We found here that fructose treatment for 4 days not only enhanced the formation of AGEs in culture medium but also increased the intracellular AGE levels in HUVECs. Furthermore, Fruc-AGEs mimicked the effects of fructose on ROS generation and VCAM-1 gene expression in HUVECs. Since Fruc-AGE-aptamer blocked the binding of Fruc-AGEs to vRAGE and inhibited the deleterious effects of Fruc-AGEs and fructose on HUVECs, this study suggests that relatively long-term exposure to fructose may elicit endothelial cell injury partly via the activation of fructose-derived AGEs and their receptor RAGE axis.

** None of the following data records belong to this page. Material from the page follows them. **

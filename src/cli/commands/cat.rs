//! `bomcost cat` command - Family category management

use clap::Subcommand;
use console::style;
use miette::{IntoDiagnostic, Result};

use crate::cli::helpers::{format_short_id, open_session, output_format, print_structured};
use crate::cli::table::{CellValue, ColumnDef, TableFormatter, TableRow};
use crate::cli::{GlobalOpts, OutputFormat};
use crate::core::catalog::Catalog;
use crate::core::entity::Entity;
use crate::core::store::Store;
use crate::entities::{Category, OriginType};

#[derive(Subcommand, Debug)]
pub enum CatCommands {
    /// Create a new category
    New(NewArgs),

    /// List categories with their full paths
    List,
}

#[derive(clap::Args, Debug)]
pub struct NewArgs {
    /// Category name
    pub name: String,

    /// Parent category (ID or name)
    #[arg(long, short = 'p')]
    pub parent: Option<String>,

    /// How items in this category are obtained
    #[arg(long, short = 'o', default_value = "purchase")]
    pub origin: OriginType,

    /// Hide the specification column for items in this category
    #[arg(long)]
    pub hide_specification: bool,
}

const CAT_COLUMNS: &[ColumnDef] = &[
    ColumnDef::new("id", "ID", 17),
    ColumnDef::new("path", "PATH", 40),
    ColumnDef::new("origin", "ORIGIN", 12),
    ColumnDef::new("hidden", "HIDE SPEC", 9),
];

pub fn run(cmd: CatCommands, global: &GlobalOpts) -> Result<()> {
    match cmd {
        CatCommands::New(args) => run_new(args, global),
        CatCommands::List => run_list(global),
    }
}

fn run_new(args: NewArgs, global: &GlobalOpts) -> Result<()> {
    let mut session = open_session(global)?;

    let mut category = Category::new(args.name).with_origin(args.origin);
    category.hide_specification = args.hide_specification;
    if let Some(parent) = &args.parent {
        category = category.with_parent(resolve_category(&session.catalog, parent)?.id);
    }

    let category = session.catalog.create_category(category)?;
    let path = session.catalog.category_path(&category);

    match output_format(global, &session.config, OutputFormat::Tsv) {
        OutputFormat::Id => println!("{}", category.id),
        format @ (OutputFormat::Json | OutputFormat::Yaml) => print_structured(&category, format)?,
        _ if global.quiet => {}
        _ => {
            println!(
                "{} Created category {}",
                style("✓").green(),
                style(format_short_id(&category.id)).cyan()
            );
            println!("   Path: {}", style(path).yellow());
        }
    }
    Ok(())
}

fn run_list(global: &GlobalOpts) -> Result<()> {
    let session = open_session(global)?;
    let catalog = &session.catalog;

    let mut categories = catalog.store().categories().into_diagnostic()?;
    let mut paths: Vec<(String, Category)> = categories
        .drain(..)
        .map(|c| (catalog.category_path(&c), c))
        .collect();
    paths.sort_by(|a, b| a.0.cmp(&b.0));

    let format = output_format(global, &session.config, OutputFormat::Tsv);
    if matches!(format, OutputFormat::Json | OutputFormat::Yaml) {
        let records: Vec<Category> = paths.into_iter().map(|(_, c)| c).collect();
        return print_structured(&records, format);
    }

    let rows: Vec<TableRow> = paths
        .into_iter()
        .map(|(path, c)| {
            TableRow::for_entity(&c)
                .cell("path", CellValue::Text(path))
                .cell("origin", CellValue::Text(c.origin_type.to_string()))
                .cell("hidden", CellValue::Flag(c.hide_specification))
        })
        .collect();

    TableFormatter::new(CAT_COLUMNS, "category")
        .with_summary(!global.quiet)
        .output(&rows, format);
    Ok(())
}

/// Accept a category reference as an id or a name
pub(crate) fn resolve_category<S: Store>(catalog: &Catalog<S>, key: &str) -> Result<Category> {
    if let Some(id) = Category::parse_id(key) {
        return catalog
            .store()
            .category(&id)
            .into_diagnostic()?
            .ok_or_else(|| miette::miette!("category {} not found", id));
    }

    let mut matches: Vec<Category> = catalog
        .store()
        .categories()
        .into_diagnostic()?
        .into_iter()
        .filter(|c| c.name == key)
        .collect();
    match matches.len() {
        0 => Err(miette::miette!("category '{}' not found", key)),
        1 => Ok(matches.remove(0)),
        n => Err(miette::miette!(
            "{} categories are named '{}'; use the category ID",
            n,
            key
        )),
    }
}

Basal plasma concentration of fructose in healthy humans is about 0.05–0.1 mM, and its levels are increased to 0.25–0.8 mM after oral administration of 18–100 g fructose.^15,19 So, consumption of 500 mL soft drink, which contains 27.5 g fructose, is estimated to increase plasma levels of fructose to 0.38 mM. Moreover, Fruc-AGEs are present in appreciable levels in beverages containing high-fructose corn syrup. ²⁰ These observations suggest that regular consumption of large amounts of beverages containing fructose may cause endothelial cell damage partly via the activation of AGE-RAGE system. However, extrapolation of in vitro results involving heavily glycated proteins to the in vivo clinical situation should be undertaken with caution. Therefore, further longitudinal study is needed to examine whether fructose-rich diet increases plasma levels of Fruc-AGEs in humans and whether Fruc-AGE-aptamer could ameliorate endothelial cell damage in animals.